Les ténors du Net en sont conscients et ne lésinent pas sur les moyens : des firmes comme Amazon ont fait de la lutte contre les faux avis un élément de leur stratégie ! En développant ReviewMeta l’objectif de la société est naturellement de garantir au vendeur comme aux usagers un service d’avis de qualité… TripAdvisor assure de son côté être en mesure de repérer les avis rémunérés. L’entreprise a publié en 2019 un premier rapport sur la transparence des avis… suivi d’un second en 2021 relayé par The Guardian. L’entreprise s’y félicite d’avoir pu détecter 67,1 % des faux avis en amont de ses publications, d’avoir pénalisé 34 605 établissements pour activités frauduleuses et banni 20 299 membres !

Si la plateforme est si active dans sa lutte c’est qu’elle a souvent été remise en cause sur le sujet et c’est peu dire ! L’histoire du Net et des fakes reviews n’oubliera pas « le cas d’école Tripadvisor » ! En 2017 la e-réputation de la plateforme avait été sérieusement entachée : un journaliste anglais, Oobah Butler, avait créé le restaurant fantôme The Shed of Dulwich et avait réussi à le faire devenir numéro un des établissements de Londres sur la plateforme #NoComment.

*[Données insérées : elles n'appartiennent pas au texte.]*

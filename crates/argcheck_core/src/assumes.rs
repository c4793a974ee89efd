//! Internal invariants.
//!
//! These checks guard conditions that only the library itself can break. A
//! failure is a library defect, reported as an [`InternalError`] and logged at
//! error level so crash reporting picks it up. Do not use them for values
//! that come from callers; that is what [`crate::requires`] is for.

use crate::error::{BoxError, InternalError};
use crate::format::format_message;
use std::fmt::Display;
use tracing::error;

type Result<T> = std::result::Result<T, InternalError>;

#[cold]
fn raise(err: InternalError) -> InternalError {
    error!(target: "argcheck::assumes", "internal invariant violated: {}", err.message());
    err
}

/// Asserts that `condition` holds.
pub fn is_true(condition: bool, message: Option<&str>) -> Result<()> {
    if condition {
        return Ok(());
    }
    Err(fail(message))
}

/// Like [`is_true`], with a message rendered from `template` on failure.
pub fn is_true_fmt(condition: bool, template: &str, args: &[&dyn Display]) -> Result<()> {
    if condition {
        return Ok(());
    }
    let message = format_message(Some(template), args);
    Err(fail(Some(&message)))
}

/// Asserts that `condition` does not hold.
pub fn is_false(condition: bool, message: Option<&str>) -> Result<()> {
    is_true(!condition, message)
}

/// Asserts that a value is present, returning it.
pub fn not_null<'a, T: ?Sized>(value: Option<&'a T>) -> Result<&'a T> {
    value.ok_or_else(|| fail(None))
}

/// Asserts that a value is absent.
pub fn is_null<T: ?Sized>(value: Option<&T>) -> Result<()> {
    is_true(value.is_none(), None)
}

/// Asserts that text is present, non-empty and not NUL-prefixed.
pub fn not_null_or_empty(value: Option<&str>) -> Result<&str> {
    let value = not_null(value)?;
    is_false(value.is_empty() || value.starts_with('\0'), None)?;
    Ok(value)
}

/// Builds an internal error unconditionally.
///
/// Without a message the built-in internal-error text is used.
///
/// ```rust
/// use argcheck_core::{MessageKey, assumes};
///
/// let err = assumes::fail(None);
/// assert_eq!(err.message(), MessageKey::InternalError.default_template());
/// ```
pub fn fail(message: Option<&str>) -> InternalError {
    raise(InternalError::new(message))
}

/// Builds an internal error that wraps `cause`.
pub fn fail_with_cause(cause: impl Into<BoxError>, message: Option<&str>) -> InternalError {
    raise(InternalError::new(message).with_source(cause.into()))
}

/// Marks a code path that must never run.
pub fn not_reachable() -> InternalError {
    fail(Some("Unreachable code was reached."))
}
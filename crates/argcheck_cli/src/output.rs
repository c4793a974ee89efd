use argcheck_core::MessageKey;
use argcheck_messages::{LintReport, MessageCatalog};
use colored::*;
use serde_json::json;

pub fn print_lint_report(catalog: &MessageCatalog, report: &LintReport, format: &str) {
    match format {
        "json" => print_json_report(catalog, report),
        _ => print_text_report(catalog, report),
    }
}

fn print_text_report(catalog: &MessageCatalog, report: &LintReport) {
    println!("\n{}", "═".repeat(60));
    println!("{}", format!("  CATALOG LINT: {}", catalog.locale).bold());
    println!("{}", "═".repeat(60));

    if report.passed() {
        println!("\n{} {}", "✓".green().bold(), "Lint PASSED".green().bold());
    } else {
        println!("\n{} {}", "✗".red().bold(), "Lint FAILED".red().bold());
    }

    if !report.errors.is_empty() {
        println!("\n{}", "Errors:".red().bold());
        for (i, error) in report.errors.iter().enumerate() {
            println!("  {}. {}", i + 1, error.to_string().red());
        }
    }

    if !report.warnings.is_empty() {
        println!("\n{}", "Warnings:".yellow().bold());
        for (i, warning) in report.warnings.iter().enumerate() {
            println!("  {}. {}", i + 1, warning.to_string().yellow());
        }
    }

    println!("\n{}", "Summary:".bold());
    println!("  Templates:      {}", catalog.len());
    println!("  Total errors:   {}", report.errors.len());
    println!("  Total warnings: {}", report.warnings.len());
    println!("{}", "═".repeat(60));
}

fn print_json_report(catalog: &MessageCatalog, report: &LintReport) {
    let output = json!({
        "locale": catalog.locale,
        "passed": report.passed(),
        "errors": report.errors.iter().map(|e| e.to_string()).collect::<Vec<_>>(),
        "warnings": report.warnings.iter().map(|w| w.to_string()).collect::<Vec<_>>(),
        "summary": {
            "templates": catalog.len(),
            "error_count": report.errors.len(),
            "warning_count": report.warnings.len(),
        }
    });

    println!("{output:#}");
}

pub fn print_keys(format: &str) {
    match format {
        "json" => {
            let keys: Vec<_> = MessageKey::ALL
                .into_iter()
                .map(|key| {
                    json!({
                        "key": key,
                        "arity": key.arity(),
                        "template": key.default_template(),
                    })
                })
                .collect();
            println!("{:#}", json!(keys));
        }
        _ => {
            for key in MessageKey::ALL {
                println!(
                    "{:<18} {}  {}",
                    key.as_str().bold(),
                    format!("({})", key.arity()).dimmed(),
                    key.default_template()
                );
            }
        }
    }
}

pub fn print_success(message: &str) {
    println!("{} {}", "✓".green().bold(), message.green());
}

pub fn print_info(message: &str) {
    println!("{} {}", "ℹ".blue().bold(), message);
}
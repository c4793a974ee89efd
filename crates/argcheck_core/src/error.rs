//! Error types for argument checks and internal invariants.
//!
//! Two tiers are kept deliberately apart:
//!
//! - [`ArgumentError`] is raised by [`crate::requires`] when a caller passes an
//!   invalid value. Callers are expected to handle or surface it.
//! - [`InternalError`] is raised by [`crate::assumes`] when the library breaks
//!   one of its own guarantees. It is not meant to be handled; let it propagate
//!   to whatever reports crashes.

use crate::messages::{DefaultMessages, MessageKey, MessageTable, render, render_unnamed};
use std::error::Error as StdError;
use std::fmt;
use thiserror::Error;

/// Boxed error used as the nested cause of a violation.
pub type BoxError = Box<dyn StdError + Send + Sync + 'static>;

/// Result type for argument checks.
pub type Result<T, E = ArgumentError> = std::result::Result<T, E>;

/// The sub-condition an argument check failed on.
#[derive(Debug, Clone, Copy, PartialEq, Eq, Hash)]
pub enum ArgumentErrorKind {
    /// A required value was absent.
    Null,

    /// The value was present but structurally empty.
    Empty,

    /// The text was non-empty but consisted only of whitespace.
    Whitespace,

    /// A sequence contained an absent element.
    NullElement,

    /// The value failed a range predicate.
    OutOfRange,

    /// A caller-supplied precondition did not hold.
    Invalid,
}

impl ArgumentErrorKind {
    /// Stable snake_case name, used in logs.
    pub fn as_str(self) -> &'static str {
        match self {
            Self::Null => "null",
            Self::Empty => "empty",
            Self::Whitespace => "whitespace",
            Self::NullElement => "null_element",
            Self::OutOfRange => "out_of_range",
            Self::Invalid => "invalid",
        }
    }
}

impl fmt::Display for ArgumentErrorKind {
    fn fmt(&self, f: &mut fmt::Formatter<'_>) -> fmt::Result {
        f.write_str(self.as_str())
    }
}

/// A caller passed an argument that violates the callee's contract.
///
/// The rendered message is followed by ` (Parameter '<name>')` when a
/// parameter name was supplied.
///
/// # Example
///
/// ```rust
/// use argcheck_core::{ArgumentErrorKind, requires};
///
/// let err = requires::not_null_or_empty(Some(""), "path").unwrap_err();
/// assert_eq!(err.kind(), ArgumentErrorKind::Empty);
/// assert_eq!(err.param_name(), Some("path"));
/// assert!(err.to_string().ends_with("(Parameter 'path')"));
/// ```
#[derive(Debug)]
pub struct ArgumentError {
    kind: ArgumentErrorKind,
    key: MessageKey,
    param: Option<String>,
    message: Option<String>,
    source: Option<BoxError>,
}

impl ArgumentError {
    pub(crate) fn new(kind: ArgumentErrorKind, key: MessageKey, param_name: &str) -> Self {
        Self {
            kind,
            key,
            param: (!param_name.is_empty()).then(|| param_name.to_owned()),
            message: None,
            source: None,
        }
    }

    pub(crate) fn with_message(mut self, message: Option<String>) -> Self {
        self.message = message;
        self
    }

    pub(crate) fn with_source(mut self, source: BoxError) -> Self {
        self.source = Some(source);
        self
    }

    /// Which sub-condition failed.
    pub fn kind(&self) -> ArgumentErrorKind {
        self.kind
    }

    /// Name of the offending parameter, if one was given.
    pub fn param_name(&self) -> Option<&str> {
        self.param.as_deref()
    }

    /// The message supplied by the caller of the check, if any.
    ///
    /// Built-in diagnostics (null, empty, whitespace, ...) return `None` here;
    /// use [`ArgumentError::message`] for the rendered text.
    pub fn custom_message(&self) -> Option<&str> {
        self.message.as_deref()
    }

    /// Template key of the built-in message for this error.
    pub fn message_key(&self) -> MessageKey {
        self.key
    }

    /// Rendered message without the parameter suffix.
    pub fn message(&self) -> String {
        self.message_with(&DefaultMessages)
    }

    /// Renders the full diagnostic using `table` for built-in messages.
    ///
    /// Caller-supplied messages are never translated. Keys missing from
    /// `table` fall back to the built-in template.
    pub fn localized(&self, table: &dyn MessageTable) -> String {
        let mut text = self.message_with(table);
        if let Some(param) = &self.param {
            text.push_str(" (Parameter '");
            text.push_str(param);
            text.push_str("')");
        }
        text
    }

    fn message_with(&self, table: &dyn MessageTable) -> String {
        match &self.message {
            Some(message) => message.clone(),
            None => match &self.param {
                Some(param) => render(table, self.key, &[param as &dyn fmt::Display]),
                None => render_unnamed(table, self.key),
            },
        }
    }
}

impl fmt::Display for ArgumentError {
    fn fmt(&self, f: &mut fmt::Formatter<'_>) -> fmt::Result {
        f.write_str(&self.localized(&DefaultMessages))
    }
}

impl StdError for ArgumentError {
    fn source(&self) -> Option<&(dyn StdError + 'static)> {
        self.source
            .as_deref()
            .map(|source| source as &(dyn StdError + 'static))
    }
}

/// The library broke one of its own guarantees.
///
/// This signals a defect in the library, not in its caller. It deliberately
/// exposes no kind or fields to match on: do not handle it, let it reach the
/// top-level crash or telemetry handler.
#[derive(Debug)]
pub struct InternalError {
    message: String,
    source: Option<BoxError>,
}

impl InternalError {
    pub(crate) fn new(message: Option<&str>) -> Self {
        let message = match message {
            Some(message) => message.to_owned(),
            None => render(&DefaultMessages, MessageKey::InternalError, &[]),
        };
        Self {
            message,
            source: None,
        }
    }

    pub(crate) fn with_source(mut self, source: BoxError) -> Self {
        self.source = Some(source);
        self
    }

    /// Diagnostic text.
    pub fn message(&self) -> &str {
        &self.message
    }
}

impl fmt::Display for InternalError {
    fn fmt(&self, f: &mut fmt::Formatter<'_>) -> fmt::Result {
        f.write_str(&self.message)
    }
}

impl StdError for InternalError {
    fn source(&self) -> Option<&(dyn StdError + 'static)> {
        self.source
            .as_deref()
            .map(|source| source as &(dyn StdError + 'static))
    }
}

/// Either tier of violation, for code that runs both kinds of checks.
///
/// Only the caller-misuse side can be borrowed out; the internal side is
/// observable through [`Violation::is_internal`] alone.
#[derive(Debug, Error)]
#[error(transparent)]
pub struct Violation(Repr);

#[derive(Debug, Error)]
enum Repr {
    #[error(transparent)]
    Argument(ArgumentError),

    #[error(transparent)]
    Internal(InternalError),
}

impl Violation {
    /// True when the violation is a library defect rather than caller misuse.
    pub fn is_internal(&self) -> bool {
        matches!(self.0, Repr::Internal(_))
    }

    /// The caller-misuse error, if that is what this is.
    pub fn as_argument(&self) -> Option<&ArgumentError> {
        match &self.0 {
            Repr::Argument(err) => Some(err),
            Repr::Internal(_) => None,
        }
    }

    /// Unwraps the caller-misuse error, handing internal errors back untouched.
    pub fn into_argument(self) -> std::result::Result<ArgumentError, Self> {
        match self.0 {
            Repr::Argument(err) => Ok(err),
            repr @ Repr::Internal(_) => Err(Self(repr)),
        }
    }
}

impl From<ArgumentError> for Violation {
    fn from(err: ArgumentError) -> Self {
        Self(Repr::Argument(err))
    }
}

impl From<InternalError> for Violation {
    fn from(err: InternalError) -> Self {
        Self(Repr::Internal(err))
    }
}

De son côté, Google opte pour la pédagogie et invite les usagers à vérifier certains points pour identifier les fake google reviews :

  • Faites attention aux détails.
  • Regardez la complexité des mots.
  • Vérifiez les points d’exclamation répétés.
  • Examinez le nom et l’avatar de l’évaluateur.
  • Signalez les avis sans commentaires.
  • Vérifiez si l’auteur de l’avis a évalué d’autres établissements.
  • Regardez à quelle fréquence l’examinateur laisse des avis.

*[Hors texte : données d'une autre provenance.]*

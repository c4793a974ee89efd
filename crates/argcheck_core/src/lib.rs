//! # argcheck core
//!
//! Runtime contract checks for library code.
//!
//! The crate has three parts:
//!
//! - **[`requires`]**: preconditions on caller-supplied arguments. A failure is
//!   the caller's fault and yields an [`ArgumentError`].
//! - **[`assumes`]**: invariants only the library itself can break. A failure is
//!   a library defect and yields an [`InternalError`], which is not meant to be
//!   handled.
//! - **[`format_message`]**: renders message templates and never fails, even on
//!   malformed templates or arguments, so it cannot mask the diagnostic it is
//!   building.
//!
//! All checks are pure, synchronous, and safe to call from any thread. On
//! success they hand back the value they were given.
//!
//! ## Example
//!
//! ```rust
//! use argcheck_core::{ArgumentErrorKind, Result, requires};
//!
//! fn total(prices: Option<&[Option<u32>]>) -> Result<u32> {
//!     let prices = requires::not_null_empty_or_null_elements(prices, "prices")?;
//!     Ok(prices.iter().flatten().sum())
//! }
//!
//! assert_eq!(total(Some(&[Some(2), Some(3)])).unwrap(), 5);
//!
//! let err = total(Some(&[Some(2), None])).unwrap_err();
//! assert_eq!(err.kind(), ArgumentErrorKind::NullElement);
//! assert_eq!(
//!     err.to_string(),
//!     "'prices' cannot contain a null element. (Parameter 'prices')"
//! );
//! ```

pub mod assumes;
pub mod error;
pub mod format;
pub mod messages;
pub mod requires;

pub use error::*;
pub use format::*;
pub use messages::*;
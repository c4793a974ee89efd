use anyhow::Result;

use crate::output;

pub fn execute(format: &str) -> Result<()> {
    output::print_keys(format);
    Ok(())
}
mod commands;
mod output;

use anyhow::Result;
use clap::{Parser, Subcommand};
use tracing_subscriber::{layer::SubscriberExt, util::SubscriberInitExt};

#[derive(Parser)]
#[command(name = "argcheck")]
#[command(version, about = "Inspect and lint argcheck message catalogs", long_about = None)]
struct Cli {
    #[command(subcommand)]
    command: Commands,

    /// Enable verbose logging
    #[arg(short, long, global = true)]
    verbose: bool,
}

#[derive(Subcommand)]
enum Commands {
    /// Parse a message catalog and lint its templates
    Check {
        /// Path to the catalog file (YAML, TOML or JSON)
        catalog: String,

        /// Output format: text, json
        #[arg(short, long, default_value = "text")]
        format: String,
    },

    /// Show a message exactly as a failing check would report it
    Render {
        /// Message key, e.g. "empty-string"
        key: String,

        /// Catalog to render with (defaults to the built-in messages)
        #[arg(short, long)]
        catalog: Option<String>,

        /// Parameter name to report (omit for an unnamed error)
        #[arg(short, long)]
        param: Option<String>,
    },

    /// List message keys with their built-in templates
    Keys {
        /// Output format: text, json
        #[arg(short, long, default_value = "text")]
        format: String,
    },
}

fn main() -> Result<()> {
    let cli = Cli::parse();

    // Initialize tracing
    let log_level = if cli.verbose {
        tracing::Level::DEBUG
    } else {
        tracing::Level::INFO
    };

    tracing_subscriber::registry()
        .with(
            tracing_subscriber::fmt::layer()
                .with_writer(std::io::stderr)
                .with_target(false)
                .with_level(true)
                .compact(),
        )
        .with(tracing_subscriber::filter::LevelFilter::from_level(
            log_level,
        ))
        .init();

    // Execute command
    match cli.command {
        Commands::Check { catalog, format } => commands::check::execute(&catalog, &format),

        Commands::Render {
            key,
            catalog,
            param,
        } => commands::render::execute(
            &key,
            catalog.as_deref(),
            param.as_deref().unwrap_or_default(),
        ),

        Commands::Keys { format } => commands::keys::execute(&format),
    }
}
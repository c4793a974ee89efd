//! Static checks for message catalogs.
//!
//! A catalog that loads can still be wrong: a template with a stray brace
//! renders through the formatter's raw fallback, and a placeholder the key
//! never supplies renders verbatim. Linting catches these before a catalog
//! ships.

use crate::MessageCatalog;
use argcheck_core::{MessageKey, TemplateError, validate_template};
use regex::Regex;
use std::sync::LazyLock;
use thiserror::Error;
use tracing::{debug, warn};

static LOCALE_TAG: LazyLock<Result<Regex, String>> = LazyLock::new(|| {
    Regex::new(r"^[A-Za-z]{2,3}(-[A-Za-z0-9]{2,8})*$").map_err(|e| e.to_string())
});

/// Language tag shape check. No tag passes if the pattern failed to compile.
fn is_locale_tag(locale: &str) -> bool {
    LOCALE_TAG
        .as_ref()
        .is_ok_and(|pattern| pattern.is_match(locale))
}

/// A single finding.
#[derive(Debug, Clone, PartialEq, Eq, Error)]
pub enum LintIssue {
    /// Locale is not a language tag
    #[error("Invalid locale tag '{0}'")]
    InvalidLocale(String),

    /// Entry does not name a known message key
    #[error("Unknown message key '{0}'")]
    UnknownKey(String),

    /// Template is empty or whitespace
    #[error("Template for '{0}' is blank")]
    BlankTemplate(MessageKey),

    /// Template does not parse
    #[error("Template for '{key}' is malformed: {error}")]
    MalformedTemplate {
        /// Offending key
        key: MessageKey,
        /// Parse failure
        error: TemplateError,
    },

    /// Template refers to arguments the key is never rendered with
    #[error("Template for '{key}' uses {required} argument(s) but only {arity} are supplied")]
    TooManyArguments {
        /// Offending key
        key: MessageKey,
        /// Arguments the template needs
        required: usize,
        /// Arguments the key is rendered with
        arity: usize,
    },

    /// Known key without a translation
    #[error("No template for '{0}', the built-in text will be used")]
    MissingKey(MessageKey),
}

/// Findings for one catalog.
#[derive(Debug, Clone, Default, PartialEq, Eq)]
pub struct LintReport {
    /// Problems that make the catalog unusable as-is
    pub errors: Vec<LintIssue>,

    /// Gaps that fall back to built-in text
    pub warnings: Vec<LintIssue>,
}

impl LintReport {
    /// True if no errors were found.
    pub fn passed(&self) -> bool {
        self.errors.is_empty()
    }
}

/// Checks a catalog's locale tag and every template in it.
///
/// # Example
///
/// ```rust
/// use argcheck_core::MessageKey;
/// use argcheck_messages::{LintIssue, MessageCatalog, lint};
///
/// let catalog = MessageCatalog::new("it")
///     .unwrap()
///     .with_message(MessageKey::NullElement, "'{0}' non può contenere {1}");
///
/// let report = lint(&catalog);
/// assert!(!report.passed());
/// assert_eq!(
///     report.errors,
///     vec![LintIssue::TooManyArguments {
///         key: MessageKey::NullElement,
///         required: 2,
///         arity: 1,
///     }]
/// );
/// ```
pub fn lint(catalog: &MessageCatalog) -> LintReport {
    let mut report = LintReport::default();

    if !is_locale_tag(&catalog.locale) {
        report
            .errors
            .push(LintIssue::InvalidLocale(catalog.locale.clone()));
    }

    for name in catalog.unknown_keys() {
        report.errors.push(LintIssue::UnknownKey(name.to_string()));
    }

    for key in MessageKey::ALL {
        let Some(template) = catalog.get(key) else {
            report.warnings.push(LintIssue::MissingKey(key));
            continue;
        };
        if let Some(issue) = lint_template(key, template, key.arity()) {
            report.errors.push(issue);
        }
    }

    // Unnamed templates are rendered without arguments.
    for key in MessageKey::ALL {
        let Some(template) = catalog.get_unnamed(key) else {
            continue;
        };
        if let Some(issue) = lint_template(key, template, 0) {
            report.errors.push(issue);
        }
    }

    for warning in &report.warnings {
        warn!("{}: {}", catalog.locale, warning);
    }
    debug!(
        "Linted catalog '{}': {} error(s), {} warning(s)",
        catalog.locale,
        report.errors.len(),
        report.warnings.len()
    );

    report
}

fn lint_template(key: MessageKey, template: &str, arity: usize) -> Option<LintIssue> {
    if template.trim().is_empty() {
        return Some(LintIssue::BlankTemplate(key));
    }
    match validate_template(template) {
        Err(error) => Some(LintIssue::MalformedTemplate { key, error }),
        Ok(shape) if shape.required_args() > arity => Some(LintIssue::TooManyArguments {
            key,
            required: shape.required_args(),
            arity,
        }),
        Ok(_) => None,
    }
}
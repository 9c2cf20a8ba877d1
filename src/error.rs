use thiserror::Error;

#[derive(Debug, Clone, PartialEq, Eq, Error)]
pub enum Error {
    #[error("registry is full: already {capacity} items")]
    CapacityExceeded { capacity: usize },

    #[error("{key} is not registered")]
    Unregistered { key: String },

    #[error("{key} is already registered")]
    Duplicate { key: String },

    /// The key function failed. Only the underlying error's message is
    /// kept, so `Error` stays `Clone` and comparable.
    #[error("cannot canonicalize item: {0}")]
    Canonicalize(String),
}

pub type Result<T> = std::result::Result<T, Error>;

Vous aurez compris qu’ils s’agit d’une démarche personnelle qui demande par ailleurs un certain savoir-faire et une capacité d’analyse qui peut se révéler assez subjective.. Combien s’y attèleront ?

Que dit la loi ?

L’article du Code de la consommation Article L111-7-2 en vigueur depuis 2016 définit les obligations relatives aux avis. La DGCCRF indique que « dans le souci de protéger davantage les consommateurs contre certaines pratiques commerciales relatives aux avis de consommateurs, le Code de la consommation interdit, depuis le 28 mai 2022, deux nouvelles pratiques commerciales : affirmer qu’un avis a été déposé par un consommateur qui a acheté ou utilisé le produit qui fait l’objet de l’avis sans que le professionnel n’ait pris de mesures pour le vérifier ; diffuser ou faire diffuser de faux avis ou de fausses recommandations sociales ou modifier des avis de consommateurs pour promouvoir des produits. »

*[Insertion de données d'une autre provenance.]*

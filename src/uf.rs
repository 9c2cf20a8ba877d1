/// Disjoint-set forest over dense slot indices, with union by size and
/// full path compression.
///
/// A slot is a root iff it is its own parent. `sizes` is only meaningful
/// at roots.
#[derive(Debug, Clone, Default)]
pub struct Forest {
    sizes : Vec<usize>,
    parents : Vec<usize>
}

impl Forest {
    pub fn new() -> Forest {
        Forest { sizes: Vec::new(), parents: Vec::new() }
    }

    /// Adds a new singleton group and returns its slot.
    pub fn push(&mut self) -> usize {
        let slot = self.parents.len();
        self.parents.push(slot);
        self.sizes.push(1);
        slot
    }

    pub fn len(&self) -> usize {
        self.parents.len()
    }

    pub fn is_empty(&self) -> bool {
        self.parents.is_empty()
    }

    /// Merges the groups of `x` and `y` and returns the surviving root.
    ///
    /// The smaller group is attached under the larger; on a tie `y`'s root
    /// goes under `x`'s.
    pub fn union(&mut self, x: usize, y: usize) -> usize {
        let xroot = self.find(x);
        let yroot = self.find(y);
        if xroot == yroot {
            return xroot
        }
        let (root, child) = if self.sizes[xroot] < self.sizes[yroot] {
            (yroot, xroot)
        } else {
            (xroot, yroot)
        };
        self.parents[child] = root;
        self.sizes[root] += self.sizes[child];
        log::debug!("union: root {} absorbed root {} (size {})",
                    root, child, self.sizes[root]);
        root
    }

    /// Root of `x`. Every slot on the way is repointed straight at the
    /// root.
    pub fn find(&mut self, x: usize) -> usize {
        let root = self.find_pure(x);
        let mut cur = x;
        let mut moved = 0;
        while self.parents[cur] != root {
            let next = self.parents[cur];
            self.parents[cur] = root;
            cur = next;
            moved += 1;
        }
        if moved > 0 {
            log::trace!("find: compressed {} slots onto root {}", moved, root);
        }
        root
    }

    /// Root of `x` without compressing the path.
    pub fn find_pure(&self, x: usize) -> usize {
        let mut root = x;
        while self.parents[root] != root {
            root = self.parents[root];
        }
        root
    }

    pub fn parent(&self, x: usize) -> usize {
        self.parents[x]
    }

    pub fn is_root(&self, x: usize) -> bool {
        self.parents[x] == x
    }

    /// Number of slots in the group containing `x`.
    pub fn group_size(&mut self, x: usize) -> usize {
        let root = self.find(x);
        self.sizes[root]
    }

    pub fn group_count(&self) -> usize {
        (0..self.len()).filter(|&i| self.is_root(i)).count()
    }

    /// Sum of the sizes recorded at every root.
    pub fn root_size_total(&self) -> usize {
        (0..self.len()).filter(|&i| self.is_root(i)).map(|i| self.sizes[i]).sum()
    }
}
#[cfg(feature = "serde")]
use serde::{Deserialize, Serialize};

/// What `register` does when an item's key is already in the registry.
#[derive(Debug, Clone, Copy, PartialEq, Eq, Default)]
#[cfg_attr(feature = "serde", derive(Serialize, Deserialize))]
#[cfg_attr(feature = "serde", serde(rename_all = "kebab-case"))]
pub enum DuplicatePolicy {
    /// Fail with `Error::Duplicate`.
    #[default]
    Reject,
    /// Keep the existing slot and report it back.
    Reuse,
    /// Allocate a fresh slot and point the key at it. The old slot stays
    /// allocated but can no longer be reached by any item.
    Overwrite,
}

#[derive(Debug, Clone, Copy, PartialEq, Eq)]
#[cfg_attr(feature = "serde", derive(Serialize, Deserialize))]
pub struct Config {
    pub capacity: usize,
    #[cfg_attr(feature = "serde", serde(default))]
    pub on_duplicate: DuplicatePolicy,
}

impl Config {
    pub fn new(capacity: usize) -> Config {
        Config { capacity, on_duplicate: DuplicatePolicy::default() }
    }

    pub fn on_duplicate(mut self, policy: DuplicatePolicy) -> Config {
        self.on_duplicate = policy;
        self
    }
}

Polygraphe : une solution miracle ?

Le 15 décembre, la CNIL a examiné un arrêté de Bercy pour confirmer la mise en place de l’outil « Polygraphe » qui va de fait bientôt entrer en action. Le nom de « Polygraphe » n’a pas été choisi par hasard : pour rappel, le polygraphe est surtout utilisé comme moyen d’enquête dans certains pays, notamment pour éliminer des suspects. Selon des études scientifiques, le test polygraphique est exact dans plus de 90 % des cas.

En se dotant de cet outil, la Direction générale de la Concurrence, de la Consommation et de la Répression des fraudes (DGCCRF) se donne pour objectif premier de cibler les professionnels donnant des avis frauduleux.

Le défi tel que défini par l’équipe composée du data scientist Gabriel Bastard et du développeur Luc Salommez se décompose en trois axes principaux :

  1. La récupération des données pertinentes sur des plateformes web proposant des avis de consommateurs : texte du commentaire, informations sur l’entreprise ou produit faisant l’objet de l’avis, note attribuée, informations sur l’utilisateur ayant posté l’avis, etc.
  2. L’analyse des données extraites pour identifier les commentaires suspects à l’aide de différents indicateurs de suspicion définis avec les enquêteurs expérimentés sur ce sujet.
  3. La visualisation des résultats sous forme d’une interface à destination des enquêteurs.

Aussi, et par-delà l’examen de la CNIL qui a jugé l’outil conforme à notre législation, sans plus de détails que celles énoncées sur l’ensemble des données qui seront récupérées – dont naturellement des données personnelles – et qui seront mises à disposition des services, il serait donc fort probable que dans les mois à venir le Conseil constitutionnel reviennent sur les « informations sur l’utilisateur ayant posté l’avis, etc. » et en limite un certain nombre de fonctionnalités.